= Beginning of Section =
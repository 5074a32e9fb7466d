//! Host collaborators
//!
//! The surrounding document store decides who the caller is and records
//! the grants a write produces. The pipeline only talks to it through
//! [`SyncHost`].

use serde::{Deserialize, Serialize};

use super::assignments::{AccessGrant, RoleGrant};
use super::errors::{AccessError, AccessResult};

/// Channel every caller can read
pub const PUBLIC_CHANNEL: &str = "!";

/// Callbacks provided by the document store
pub trait SyncHost {
    /// Pass if the caller can access ANY of `channels`
    fn require_access(&self, channels: &[String]) -> AccessResult<()>;

    /// Pass if the caller holds ANY of `roles`
    fn require_role(&self, roles: &[String]) -> AccessResult<()>;

    /// Pass if the caller is ANY of `users`
    fn require_user(&self, users: &[String]) -> AccessResult<()>;

    /// Assign channels to the document being written
    fn channel(&mut self, channels: &[String]);

    /// Grant channel access; role grantees carry the role prefix
    fn access(&mut self, grantees: &[String], channels: &[String]);

    /// Grant role membership; roles carry the role prefix
    fn role(&mut self, users: &[String], roles: &[String]);
}

/// The caller as seen by [`RecordingHost`]
#[derive(Debug, Clone, Default, PartialEq, Eq, Serialize, Deserialize)]
pub struct HostUser {
    pub name: String,
    #[serde(default)]
    pub roles: Vec<String>,
    #[serde(default)]
    pub channels: Vec<String>,
}

impl HostUser {
    pub fn new(name: impl Into<String>) -> Self {
        Self {
            name: name.into(),
            ..Default::default()
        }
    }

    pub fn with_roles<I: IntoIterator<Item = S>, S: Into<String>>(mut self, roles: I) -> Self {
        self.roles = roles.into_iter().map(Into::into).collect();
        self
    }

    pub fn with_channels<I: IntoIterator<Item = S>, S: Into<String>>(mut self, channels: I) -> Self {
        self.channels = channels.into_iter().map(Into::into).collect();
        self
    }
}

/// In-process host that authorizes against a fixed caller and records
/// every grant.
///
/// With no user the caller is an administrator and every check passes.
#[derive(Debug, Clone, Default)]
pub struct RecordingHost {
    user: Option<HostUser>,
    assigned_channels: Vec<Vec<String>>,
    access_grants: Vec<AccessGrant>,
    role_grants: Vec<RoleGrant>,
}

impl RecordingHost {
    /// Host for an administrative caller
    pub fn admin() -> Self {
        Self::default()
    }

    /// Host for a regular caller
    pub fn for_user(user: HostUser) -> Self {
        Self {
            user: Some(user),
            ..Default::default()
        }
    }

    pub fn user(&self) -> Option<&HostUser> {
        self.user.as_ref()
    }

    pub fn is_admin(&self) -> bool {
        self.user.is_none()
    }

    /// Every `channel` call, in order
    pub fn channel_calls(&self) -> &[Vec<String>] {
        &self.assigned_channels
    }

    /// Channels from the last `channel` call
    pub fn assigned_channels(&self) -> Option<&[String]> {
        self.assigned_channels.last().map(Vec::as_slice)
    }

    pub fn access_grants(&self) -> &[AccessGrant] {
        &self.access_grants
    }

    pub fn role_grants(&self) -> &[RoleGrant] {
        &self.role_grants
    }
}

impl SyncHost for RecordingHost {
    fn require_access(&self, channels: &[String]) -> AccessResult<()> {
        let Some(user) = &self.user else {
            return Ok(());
        };
        let granted = channels
            .iter()
            .any(|c| c == PUBLIC_CHANNEL || user.channels.contains(c));
        if granted {
            Ok(())
        } else {
            Err(AccessError::MissingChannelAccess)
        }
    }

    fn require_role(&self, roles: &[String]) -> AccessResult<()> {
        let Some(user) = &self.user else {
            return Ok(());
        };
        if roles.iter().any(|r| user.roles.contains(r)) {
            Ok(())
        } else {
            Err(AccessError::MissingRole)
        }
    }

    fn require_user(&self, users: &[String]) -> AccessResult<()> {
        let Some(user) = &self.user else {
            return Ok(());
        };
        if users.contains(&user.name) {
            Ok(())
        } else {
            Err(AccessError::WrongUser)
        }
    }

    fn channel(&mut self, channels: &[String]) {
        self.assigned_channels.push(channels.to_vec());
    }

    fn access(&mut self, grantees: &[String], channels: &[String]) {
        self.access_grants.push(AccessGrant {
            grantees: grantees.to_vec(),
            channels: channels.to_vec(),
        });
    }

    fn role(&mut self, users: &[String], roles: &[String]) {
        self.role_grants.push(RoleGrant {
            users: users.to_vec(),
            roles: roles.to_vec(),
        });
    }
}

#[cfg(test)]
mod tests {
    use super::*;

    fn strings(items: &[&str]) -> Vec<String> {
        items.iter().map(|s| s.to_string()).collect()
    }

    #[test]
    fn test_admin_passes_everything() {
        let host = RecordingHost::admin();
        assert!(host.require_access(&[]).is_ok());
        assert!(host.require_role(&strings(&["x"])).is_ok());
        assert!(host.require_user(&strings(&["y"])).is_ok());
    }

    #[test]
    fn test_user_checks() {
        let host = RecordingHost::for_user(
            HostUser::new("alice").with_roles(["editor"]).with_channels(["books"]),
        );

        assert!(host.require_access(&strings(&["other", "books"])).is_ok());
        assert_eq!(
            host.require_access(&strings(&["other"])),
            Err(AccessError::MissingChannelAccess)
        );
        assert_eq!(host.require_access(&[]), Err(AccessError::MissingChannelAccess));
        assert!(host.require_access(&strings(&[PUBLIC_CHANNEL])).is_ok());

        assert!(host.require_role(&strings(&["editor"])).is_ok());
        assert_eq!(host.require_role(&strings(&["admin"])), Err(AccessError::MissingRole));

        assert!(host.require_user(&strings(&["bob", "alice"])).is_ok());
        assert_eq!(host.require_user(&strings(&["bob"])), Err(AccessError::WrongUser));
    }

    #[test]
    fn test_records_calls() {
        let mut host = RecordingHost::admin();
        host.channel(&strings(&["a", "b"]));
        host.access(&strings(&["alice", "role:staff"]), &strings(&["a"]));
        host.role(&strings(&["bob"]), &strings(&["role:staff"]));

        assert_eq!(host.assigned_channels(), Some(&strings(&["a", "b"])[..]));
        assert_eq!(host.channel_calls().len(), 1);
        assert_eq!(host.access_grants()[0].grantees, strings(&["alice", "role:staff"]));
        assert_eq!(host.role_grants()[0].roles, strings(&["role:staff"]));
    }
}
= End of Section =
- [Exercise description] Where a line in the records above includes the string "prefix", show it.

- [Your solution]
    /// Grant channel access; role grantees carry the role prefix
    /// Grant role membership; roles carry the role prefix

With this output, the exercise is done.